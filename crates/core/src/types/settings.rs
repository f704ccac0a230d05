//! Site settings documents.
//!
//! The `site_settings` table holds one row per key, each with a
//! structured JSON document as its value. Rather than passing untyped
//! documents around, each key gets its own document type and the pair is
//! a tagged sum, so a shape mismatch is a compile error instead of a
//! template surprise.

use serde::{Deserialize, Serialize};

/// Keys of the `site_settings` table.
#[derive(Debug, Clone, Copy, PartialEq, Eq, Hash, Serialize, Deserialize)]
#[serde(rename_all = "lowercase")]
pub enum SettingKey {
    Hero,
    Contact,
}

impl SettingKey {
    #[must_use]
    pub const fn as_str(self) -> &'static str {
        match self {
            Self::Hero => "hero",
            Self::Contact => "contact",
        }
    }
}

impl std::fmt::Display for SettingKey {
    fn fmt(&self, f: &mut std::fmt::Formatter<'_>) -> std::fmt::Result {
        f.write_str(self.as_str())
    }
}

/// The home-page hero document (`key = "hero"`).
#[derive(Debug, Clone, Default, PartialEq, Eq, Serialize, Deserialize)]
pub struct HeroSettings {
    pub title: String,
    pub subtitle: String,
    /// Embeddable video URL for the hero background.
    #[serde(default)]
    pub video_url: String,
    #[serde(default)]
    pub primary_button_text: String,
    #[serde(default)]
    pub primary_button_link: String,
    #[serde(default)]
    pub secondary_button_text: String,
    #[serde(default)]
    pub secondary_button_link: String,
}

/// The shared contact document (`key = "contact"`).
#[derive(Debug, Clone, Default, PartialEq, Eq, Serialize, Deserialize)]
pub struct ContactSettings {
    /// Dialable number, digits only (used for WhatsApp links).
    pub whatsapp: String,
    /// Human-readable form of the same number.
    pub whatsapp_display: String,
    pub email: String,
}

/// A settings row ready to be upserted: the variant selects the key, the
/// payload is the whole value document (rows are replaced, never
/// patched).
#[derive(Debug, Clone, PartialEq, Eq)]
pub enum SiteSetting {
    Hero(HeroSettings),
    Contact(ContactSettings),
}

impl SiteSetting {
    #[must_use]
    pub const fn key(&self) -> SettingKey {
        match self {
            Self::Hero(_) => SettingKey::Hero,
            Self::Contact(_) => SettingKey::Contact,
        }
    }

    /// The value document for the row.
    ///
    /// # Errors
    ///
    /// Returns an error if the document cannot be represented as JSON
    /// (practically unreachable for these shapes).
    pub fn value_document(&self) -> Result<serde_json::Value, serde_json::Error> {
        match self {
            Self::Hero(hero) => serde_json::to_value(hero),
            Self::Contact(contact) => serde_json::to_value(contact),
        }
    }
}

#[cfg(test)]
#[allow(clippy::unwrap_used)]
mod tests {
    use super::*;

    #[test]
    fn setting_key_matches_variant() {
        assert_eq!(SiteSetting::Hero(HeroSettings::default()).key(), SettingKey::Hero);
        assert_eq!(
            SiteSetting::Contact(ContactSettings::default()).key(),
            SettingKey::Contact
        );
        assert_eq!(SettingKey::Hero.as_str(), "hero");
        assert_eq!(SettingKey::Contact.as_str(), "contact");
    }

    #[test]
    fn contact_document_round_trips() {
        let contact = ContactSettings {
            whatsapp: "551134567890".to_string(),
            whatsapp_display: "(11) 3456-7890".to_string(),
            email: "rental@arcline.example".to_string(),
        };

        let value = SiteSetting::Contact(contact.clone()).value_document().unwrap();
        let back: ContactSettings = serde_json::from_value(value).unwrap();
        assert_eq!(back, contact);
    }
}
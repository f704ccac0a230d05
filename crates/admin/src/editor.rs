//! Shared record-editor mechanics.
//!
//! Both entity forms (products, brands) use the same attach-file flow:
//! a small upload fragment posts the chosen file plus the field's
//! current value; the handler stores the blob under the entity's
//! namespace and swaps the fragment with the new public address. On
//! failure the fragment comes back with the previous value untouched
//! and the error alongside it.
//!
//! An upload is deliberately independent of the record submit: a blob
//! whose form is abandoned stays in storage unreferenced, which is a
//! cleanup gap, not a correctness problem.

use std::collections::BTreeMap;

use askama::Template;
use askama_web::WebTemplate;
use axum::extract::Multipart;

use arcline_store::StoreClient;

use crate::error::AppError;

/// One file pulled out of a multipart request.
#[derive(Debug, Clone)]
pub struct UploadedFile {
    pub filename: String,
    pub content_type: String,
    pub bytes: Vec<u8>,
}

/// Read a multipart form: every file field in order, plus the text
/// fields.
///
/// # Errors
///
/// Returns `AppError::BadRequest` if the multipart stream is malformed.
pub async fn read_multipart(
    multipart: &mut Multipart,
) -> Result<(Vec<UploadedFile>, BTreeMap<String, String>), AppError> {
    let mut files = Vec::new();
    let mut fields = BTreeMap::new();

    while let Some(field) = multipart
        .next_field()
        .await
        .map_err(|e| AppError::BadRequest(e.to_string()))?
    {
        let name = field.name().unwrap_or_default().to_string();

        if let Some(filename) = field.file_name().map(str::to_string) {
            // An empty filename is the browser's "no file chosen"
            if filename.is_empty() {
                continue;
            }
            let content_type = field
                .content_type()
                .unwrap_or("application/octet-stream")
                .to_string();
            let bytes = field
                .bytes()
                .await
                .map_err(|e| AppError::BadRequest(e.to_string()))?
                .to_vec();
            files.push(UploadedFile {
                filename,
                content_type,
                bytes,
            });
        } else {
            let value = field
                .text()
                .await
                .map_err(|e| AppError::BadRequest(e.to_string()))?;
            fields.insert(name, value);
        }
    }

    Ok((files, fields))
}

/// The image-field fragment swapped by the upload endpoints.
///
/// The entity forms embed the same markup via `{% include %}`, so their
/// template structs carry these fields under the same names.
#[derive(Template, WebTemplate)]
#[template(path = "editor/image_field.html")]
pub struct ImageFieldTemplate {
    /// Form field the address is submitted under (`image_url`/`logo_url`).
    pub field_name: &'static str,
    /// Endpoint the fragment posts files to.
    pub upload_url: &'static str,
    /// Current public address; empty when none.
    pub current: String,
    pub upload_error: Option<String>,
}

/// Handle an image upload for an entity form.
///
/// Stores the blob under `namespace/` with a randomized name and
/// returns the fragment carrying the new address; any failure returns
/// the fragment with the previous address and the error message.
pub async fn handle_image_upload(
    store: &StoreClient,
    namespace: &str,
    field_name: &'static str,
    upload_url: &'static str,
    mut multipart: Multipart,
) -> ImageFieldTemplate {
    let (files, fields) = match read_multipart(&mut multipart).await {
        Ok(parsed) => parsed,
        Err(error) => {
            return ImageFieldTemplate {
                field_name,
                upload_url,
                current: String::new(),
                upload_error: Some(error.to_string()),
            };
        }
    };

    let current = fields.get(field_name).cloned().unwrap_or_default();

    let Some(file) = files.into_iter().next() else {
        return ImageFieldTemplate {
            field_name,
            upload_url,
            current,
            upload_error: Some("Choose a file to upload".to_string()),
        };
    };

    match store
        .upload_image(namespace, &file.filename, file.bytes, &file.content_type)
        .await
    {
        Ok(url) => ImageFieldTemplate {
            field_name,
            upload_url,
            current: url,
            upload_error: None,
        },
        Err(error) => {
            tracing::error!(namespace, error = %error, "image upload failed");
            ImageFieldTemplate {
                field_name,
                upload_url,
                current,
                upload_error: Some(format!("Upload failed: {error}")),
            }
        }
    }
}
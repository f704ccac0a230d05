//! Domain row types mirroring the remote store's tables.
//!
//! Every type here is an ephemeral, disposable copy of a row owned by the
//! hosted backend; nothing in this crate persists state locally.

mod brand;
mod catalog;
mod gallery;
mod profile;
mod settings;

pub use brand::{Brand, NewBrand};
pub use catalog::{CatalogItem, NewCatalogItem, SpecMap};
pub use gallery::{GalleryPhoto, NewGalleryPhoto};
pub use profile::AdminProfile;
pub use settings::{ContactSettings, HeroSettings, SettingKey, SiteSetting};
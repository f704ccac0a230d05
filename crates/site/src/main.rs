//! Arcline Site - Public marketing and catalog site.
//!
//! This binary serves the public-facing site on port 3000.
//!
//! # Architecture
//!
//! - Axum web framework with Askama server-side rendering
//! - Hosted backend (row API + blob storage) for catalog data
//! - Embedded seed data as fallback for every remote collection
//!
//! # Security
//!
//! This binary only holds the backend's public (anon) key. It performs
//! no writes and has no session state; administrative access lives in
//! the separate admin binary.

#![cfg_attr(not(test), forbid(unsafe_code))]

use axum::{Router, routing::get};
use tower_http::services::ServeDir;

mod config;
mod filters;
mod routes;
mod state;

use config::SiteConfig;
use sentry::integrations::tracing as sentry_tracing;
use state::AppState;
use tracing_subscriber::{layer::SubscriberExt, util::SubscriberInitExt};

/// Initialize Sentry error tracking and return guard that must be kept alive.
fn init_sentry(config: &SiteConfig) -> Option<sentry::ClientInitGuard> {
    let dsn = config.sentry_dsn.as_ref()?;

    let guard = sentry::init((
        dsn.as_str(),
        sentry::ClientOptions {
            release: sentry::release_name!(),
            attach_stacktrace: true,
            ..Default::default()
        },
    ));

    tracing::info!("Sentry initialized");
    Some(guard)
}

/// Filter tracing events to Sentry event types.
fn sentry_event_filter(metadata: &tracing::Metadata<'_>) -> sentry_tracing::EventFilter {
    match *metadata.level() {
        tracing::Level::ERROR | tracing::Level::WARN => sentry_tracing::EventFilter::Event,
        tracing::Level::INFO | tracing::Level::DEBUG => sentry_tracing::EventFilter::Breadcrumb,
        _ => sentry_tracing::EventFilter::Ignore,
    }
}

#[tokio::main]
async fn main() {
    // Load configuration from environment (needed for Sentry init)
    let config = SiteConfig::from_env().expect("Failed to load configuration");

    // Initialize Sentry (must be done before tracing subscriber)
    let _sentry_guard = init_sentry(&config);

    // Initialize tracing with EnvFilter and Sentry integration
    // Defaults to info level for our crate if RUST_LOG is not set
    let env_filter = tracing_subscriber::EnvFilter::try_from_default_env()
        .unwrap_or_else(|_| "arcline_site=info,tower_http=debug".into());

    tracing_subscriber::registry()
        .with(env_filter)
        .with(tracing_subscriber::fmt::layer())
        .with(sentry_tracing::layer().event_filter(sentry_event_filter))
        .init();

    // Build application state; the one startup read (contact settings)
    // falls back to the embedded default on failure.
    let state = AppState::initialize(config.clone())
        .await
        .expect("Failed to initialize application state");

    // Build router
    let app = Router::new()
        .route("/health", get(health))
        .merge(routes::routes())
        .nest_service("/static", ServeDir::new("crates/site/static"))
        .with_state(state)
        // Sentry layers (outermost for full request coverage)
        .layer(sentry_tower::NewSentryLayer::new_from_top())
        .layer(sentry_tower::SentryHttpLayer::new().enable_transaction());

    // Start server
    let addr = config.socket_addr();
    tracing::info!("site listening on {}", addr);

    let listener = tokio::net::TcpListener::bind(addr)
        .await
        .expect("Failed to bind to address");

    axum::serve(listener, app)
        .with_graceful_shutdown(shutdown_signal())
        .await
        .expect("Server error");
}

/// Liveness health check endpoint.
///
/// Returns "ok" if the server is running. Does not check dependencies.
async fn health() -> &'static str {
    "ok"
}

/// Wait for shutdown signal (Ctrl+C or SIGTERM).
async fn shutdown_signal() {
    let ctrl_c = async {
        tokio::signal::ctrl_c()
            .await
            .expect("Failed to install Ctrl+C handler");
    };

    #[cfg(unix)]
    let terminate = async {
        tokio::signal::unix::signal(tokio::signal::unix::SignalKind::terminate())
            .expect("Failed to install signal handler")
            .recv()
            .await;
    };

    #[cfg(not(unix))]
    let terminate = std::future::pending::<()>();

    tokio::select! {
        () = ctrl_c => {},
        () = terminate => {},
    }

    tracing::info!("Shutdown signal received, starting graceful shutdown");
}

Task to carry out: Please go through the data and copy each line containing the word "impl".

Written answer:
impl SettingKey {
impl std::fmt::Display for SettingKey {
impl SiteSetting {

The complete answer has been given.